Mental Health Professionals Team Up With Police
> 5/15/2008 2:52:57 PM

Police officers are thoroughly trained to detain thieves and murderers, but they are often unprepared to deal with disturbances involving the mentally ill. This point was driven home in 1987, when police officers in Memphis, Tennessee shot and killed someone who was attempting to slit his wrists. In response to citizen outrage, Memphis formed the Crisis Intervention Team to ensure that officers are prepared to understand and manage the mental illnesses that they are likely to encounter in the field. Other cities are starting to recognize the value of this program, and the Houston Chronicle carried encouraging news this week about an advancement on the idea.
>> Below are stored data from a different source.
//! # Auto-Sync Configuration Handlers
//!
//! Read, patch and reset the process-wide auto-sync configuration. Every
//! mutation is persisted before the response is returned.

use crate::models::{AutoSyncConfig, AutoSyncConfigPatch};
use crate::server::AppState;
use axum::{extract::State, response::Json};

/// Returns the current auto-sync configuration
#[utoipa::path(
    get,
    path = "/sync/config",
    responses(
        (status = 200, description = "Current configuration", body = AutoSyncConfig)
    ),
    tag = "config"
)]
pub async fn get_config(State(state): State<AppState>) -> Json<AutoSyncConfig> {
    Json(state.engine.config())
}

/// Merges a partial update into the auto-sync configuration
#[utoipa::path(
    patch,
    path = "/sync/config",
    request_body = AutoSyncConfigPatch,
    responses(
        (status = 200, description = "Updated configuration", body = AutoSyncConfig)
    ),
    tag = "config"
)]
pub async fn update_config(
    State(state): State<AppState>,
    Json(patch): Json<AutoSyncConfigPatch>,
) -> Json<AutoSyncConfig> {
    Json(state.engine.update_config(&patch))
}

/// Resets the auto-sync configuration to its documented defaults
#[utoipa::path(
    post,
    path = "/sync/config/reset",
    responses(
        (status = 200, description = "Default configuration", body = AutoSyncConfig)
    ),
    tag = "config"
)]
pub async fn reset_config(State(state): State<AppState>) -> Json<AutoSyncConfig> {
    Json(state.engine.reset_config())
}
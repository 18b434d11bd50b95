//! Configuration loading for the CRM sync service.
//!
//! Loads layered `.env` files and environment variables prefixed with
//! `ZENITH_`, producing a typed [`AppConfig`].

use std::{collections::BTreeMap, env, net::SocketAddr, path::PathBuf};

use serde::{Deserialize, Serialize};
use thiserror::Error;

/// Application configuration derived from `ZENITH_*` environment variables.
#[derive(Debug, Clone, Serialize, Deserialize)]
#[serde(rename_all = "SCREAMING_SNAKE_CASE")]
pub struct AppConfig {
    #[serde(default = "default_profile")]
    pub profile: String,
    #[serde(default = "default_api_bind_addr")]
    pub api_bind_addr: String,
    #[serde(default = "default_log_level")]
    pub log_level: String,
    #[serde(default = "default_log_format")]
    pub log_format: String,
    /// Directory holding the persisted JSON state file.
    #[serde(default = "default_data_dir")]
    pub data_dir: PathBuf,
    /// Override for the Airtable API base URL (tests point this at a mock).
    #[serde(default, skip_serializing_if = "Option::is_none")]
    pub airtable_api_base: Option<String>,
}

impl Default for AppConfig {
    fn default() -> Self {
        Self {
            profile: default_profile(),
            api_bind_addr: default_api_bind_addr(),
            log_level: default_log_level(),
            log_format: default_log_format(),
            data_dir: default_data_dir(),
            airtable_api_base: None,
        }
    }
}

impl AppConfig {
    /// Returns the configured bind address as a socket address.
    pub fn bind_addr(&self) -> Result<SocketAddr, std::net::AddrParseError> {
        self.api_bind_addr.parse()
    }

    /// Path of the persisted key-value state file.
    pub fn state_file(&self) -> PathBuf {
        self.data_dir.join("crm_sync_state.json")
    }
}

fn default_profile() -> String {
    "local".to_string()
}

fn default_api_bind_addr() -> String {
    "0.0.0.0:8080".to_string()
}

fn default_log_level() -> String {
    "info".to_string()
}

fn default_log_format() -> String {
    "json".to_string()
}

fn default_data_dir() -> PathBuf {
    PathBuf::from("data")
}

/// Errors that can occur while loading configuration.
#[derive(Debug, Error)]
pub enum ConfigError {
    #[error("failed to load environment file {path}: {source}")]
    EnvFile {
        path: PathBuf,
        source: dotenvy::Error,
    },
    #[error("invalid api bind address '{value}': {source}")]
    InvalidBindAddr {
        value: String,
        source: std::net::AddrParseError,
    },
    #[error("invalid airtable api base '{value}': {source}")]
    InvalidAirtableApiBase {
        value: String,
        source: url::ParseError,
    },
}

/// Loads configuration using layered `.env` files and `ZENITH_*` env vars.
pub struct ConfigLoader {
    base_dir: PathBuf,
}

impl ConfigLoader {
    /// Creates a new loader rooted at the current working directory.
    pub fn new() -> Self {
        Self {
            base_dir: env::current_dir().unwrap_or_else(|_| PathBuf::from(".")),
        }
    }

    /// Creates a loader rooted at the provided directory (useful for tests).
    pub fn with_base_dir(base_dir: PathBuf) -> Self {
        Self { base_dir }
    }

    /// Loads configuration.
    ///
    /// Precedence, lowest to highest: `.env`, `.env.local`,
    /// `.env.<profile>`, `.env.<profile>.local`, process environment.
    pub fn load(&self) -> Result<AppConfig, ConfigError> {
        let (mut layered, profile_hint) = self.collect_layered_env()?;

        // Overlay process environment last so it wins.
        for (key, value) in env::vars() {
            if let Some(stripped) = key.strip_prefix("ZENITH_") {
                layered.insert(stripped.to_string(), value);
            }
        }

        let profile = layered
            .remove("PROFILE")
            .filter(|v| !v.is_empty())
            .unwrap_or(profile_hint);
        let api_bind_addr = layered
            .remove("API_BIND_ADDR")
            .filter(|v| !v.is_empty())
            .unwrap_or_else(default_api_bind_addr);
        let log_level = layered
            .remove("LOG_LEVEL")
            .filter(|v| !v.is_empty())
            .unwrap_or_else(default_log_level);
        let log_format = layered
            .remove("LOG_FORMAT")
            .filter(|v| !v.is_empty())
            .unwrap_or_else(default_log_format);
        let data_dir = layered
            .remove("DATA_DIR")
            .filter(|v| !v.is_empty())
            .map(PathBuf::from)
            .unwrap_or_else(default_data_dir);
        let airtable_api_base = layered
            .remove("AIRTABLE_API_BASE")
            .filter(|v| !v.is_empty());

        if let Some(ref base) = airtable_api_base {
            url::Url::parse(base).map_err(|source| ConfigError::InvalidAirtableApiBase {
                value: base.clone(),
                source,
            })?;
        }

        let config = AppConfig {
            profile,
            api_bind_addr,
            log_level,
            log_format,
            data_dir,
            airtable_api_base,
        };

        match config.bind_addr() {
            Ok(_) => Ok(config),
            Err(source) => Err(ConfigError::InvalidBindAddr {
                value: config.api_bind_addr.clone(),
                source,
            }),
        }
    }

    fn collect_layered_env(&self) -> Result<(BTreeMap<String, String>, String), ConfigError> {
        let mut values = BTreeMap::new();

        self.merge_dotenv(self.base_dir.join(".env"), &mut values)?;
        self.merge_dotenv(self.base_dir.join(".env.local"), &mut values)?;

        let profile = env::var("ZENITH_PROFILE")
            .ok()
            .or_else(|| values.get("PROFILE").cloned())
            .unwrap_or_else(default_profile);

        self.merge_dotenv(
            self.base_dir.join(format!(".env.{}", &profile)),
            &mut values,
        )?;
        self.merge_dotenv(
            self.base_dir.join(format!(".env.{}.local", &profile)),
            &mut values,
        )?;

        Ok((values, profile))
    }

    fn merge_dotenv(
        &self,
        path: PathBuf,
        values: &mut BTreeMap<String, String>,
    ) -> Result<(), ConfigError> {
        match dotenvy::from_path_iter(&path) {
            Ok(iter) => {
                for item in iter {
                    let (key, value) = item.map_err(|source| ConfigError::EnvFile {
                        path: path.clone(),
                        source,
                    })?;
                    if let Some(stripped) = key.strip_prefix("ZENITH_") {
                        values.insert(stripped.to_string(), value);
                    }
                }
                Ok(())
            }
            Err(dotenvy::Error::Io(ref io_err))
                if io_err.kind() == std::io::ErrorKind::NotFound =>
            {
                Ok(())
            }
            Err(err) => Err(ConfigError::EnvFile { path, source: err }),
        }
    }
}

impl Default for ConfigLoader {
    fn default() -> Self {
        Self::new()
    }
}

#[cfg(test)]
mod tests {
    use super::*;
    use std::fs;

    #[test]
    fn defaults_apply_without_env_files() {
        let dir = tempfile::tempdir().unwrap();
        let config = ConfigLoader::with_base_dir(dir.path().to_path_buf())
            .load()
            .unwrap();

        assert_eq!(config.api_bind_addr, "0.0.0.0:8080");
        assert_eq!(config.log_format, "json");
        assert!(config.airtable_api_base.is_none());
        assert!(config.state_file().ends_with("crm_sync_state.json"));
    }

    #[test]
    fn profile_env_file_overrides_base() {
        let dir = tempfile::tempdir().unwrap();
        fs::write(
            dir.path().join(".env"),
            "ZENITH_LOG_LEVEL=warn\nZENITH_PROFILE=test\n",
        )
        .unwrap();
        fs::write(dir.path().join(".env.test"), "ZENITH_LOG_LEVEL=debug\n").unwrap();

        let config = ConfigLoader::with_base_dir(dir.path().to_path_buf())
            .load()
            .unwrap();
        assert_eq!(config.profile, "test");
        assert_eq!(config.log_level, "debug");
    }

    #[test]
    fn invalid_bind_addr_is_rejected() {
        let dir = tempfile::tempdir().unwrap();
        fs::write(dir.path().join(".env"), "ZENITH_API_BIND_ADDR=not-an-addr\n").unwrap();

        let err = ConfigLoader::with_base_dir(dir.path().to_path_buf())
            .load()
            .unwrap_err();
        assert!(matches!(err, ConfigError::InvalidBindAddr { .. }));
    }

    #[test]
    fn invalid_airtable_base_is_rejected() {
        let dir = tempfile::tempdir().unwrap();
        fs::write(
            dir.path().join(".env"),
            "ZENITH_AIRTABLE_API_BASE=::nope::\n",
        )
        .unwrap();

        let err = ConfigLoader::with_base_dir(dir.path().to_path_buf())
            .load()
            .unwrap_err();
        assert!(matches!(err, ConfigError::InvalidAirtableApiBase { .. }));
    }
}
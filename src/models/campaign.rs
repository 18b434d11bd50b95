//! Campaign generation payload
//!
//! The upstream generative-AI pipeline produces a [`CampaignResult`]; the
//! sync engine treats it as an opaque input and projects it onto CRM records.

use serde::{Deserialize, Serialize};
use utoipa::ToSchema;

/// One generated social media post.
#[derive(Debug, Clone, PartialEq, Eq, Serialize, Deserialize, ToSchema)]
pub struct SocialMediaContent {
    /// Target platform, e.g. "linkedin" or "twitter".
    pub platform: String,
    pub content: String,
}

/// One generated ad copy unit.
#[derive(Debug, Clone, PartialEq, Eq, Serialize, Deserialize, ToSchema)]
pub struct AdCopy {
    pub headline: String,
    pub body: String,
}

/// Generated meta title/description pair.
#[derive(Debug, Clone, PartialEq, Eq, Serialize, Deserialize, ToSchema)]
pub struct MetaData {
    pub title: String,
    pub description: String,
}

/// Competitor analysis produced alongside the campaign content.
#[derive(Debug, Clone, PartialEq, Eq, Serialize, Deserialize, ToSchema)]
pub struct CompetitorAnalysis {
    pub competitor_name: String,
    pub strengths: Vec<String>,
    pub weaknesses: Vec<String>,
    pub strategy: String,
    #[serde(default, skip_serializing_if = "Option::is_none")]
    pub examples: Option<Vec<String>>,
}

/// Output of one campaign generation run.
#[derive(Debug, Clone, Default, PartialEq, Serialize, Deserialize, ToSchema)]
pub struct CampaignResult {
    #[serde(default)]
    pub target_audience: String,
    #[serde(default)]
    pub key_messaging: Vec<String>,
    #[serde(default)]
    pub social_media_content: Vec<SocialMediaContent>,
    #[serde(default)]
    pub ad_copy: Vec<AdCopy>,
    #[serde(default)]
    pub seo_keywords: Vec<String>,
    #[serde(default)]
    pub backlink_strategy: Vec<String>,
    #[serde(default, skip_serializing_if = "Option::is_none")]
    pub meta_data: Option<MetaData>,
    #[serde(default, skip_serializing_if = "Option::is_none")]
    pub ai_image_prompts: Option<Vec<String>>,
    #[serde(default, skip_serializing_if = "Option::is_none")]
    pub competitor_analysis: Option<Vec<CompetitorAnalysis>>,
}

/// Campaign generation settings carried through to the CRM record metadata.
#[derive(Debug, Clone, PartialEq, Eq, Serialize, Deserialize, ToSchema)]
pub struct CampaignSettings {
    #[serde(default)]
    pub campaign_type: String,
    #[serde(default)]
    pub company_name: String,
    #[serde(default)]
    pub company_website: String,
    #[serde(default = "default_language")]
    pub language: String,
}

impl Default for CampaignSettings {
    fn default() -> Self {
        Self {
            campaign_type: String::new(),
            company_name: String::new(),
            company_website: String::new(),
            language: default_language(),
        }
    }
}

fn default_language() -> String {
    "en".to_string()
}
Houston has already been following the Memphis model for a few years by giving every cadet a basic 40-hour course in handling mental illness. This has reduced injuries both to citizens and police officers, and has resulted in more mentally ill citizens being directed to therapeutic facilities rather than prisons. Now, rather than just following Memphis, the city is innovating with a police unit called the Crisis Intervention Response Team (CIRT).

The CIRT program will pair police officers with mental health professionals. This team will be deployed to any situation that dispatchers believe might benefit from psychological sensitivity. Many people perpetrating criminal activity are confused rather than malicious, and mental health professionals with years of training may be able to talk them down and then see that they receive swift and appropriate treatment rather than a traumatizing arrest. 

Houston will run CIRTs first as a six month pilot program. If the teams are successful, they may transform law enforcement methods in Houston enough to set an example for changes across the country. Sometimes guns and handcuffs are not as potent as sympathetic words.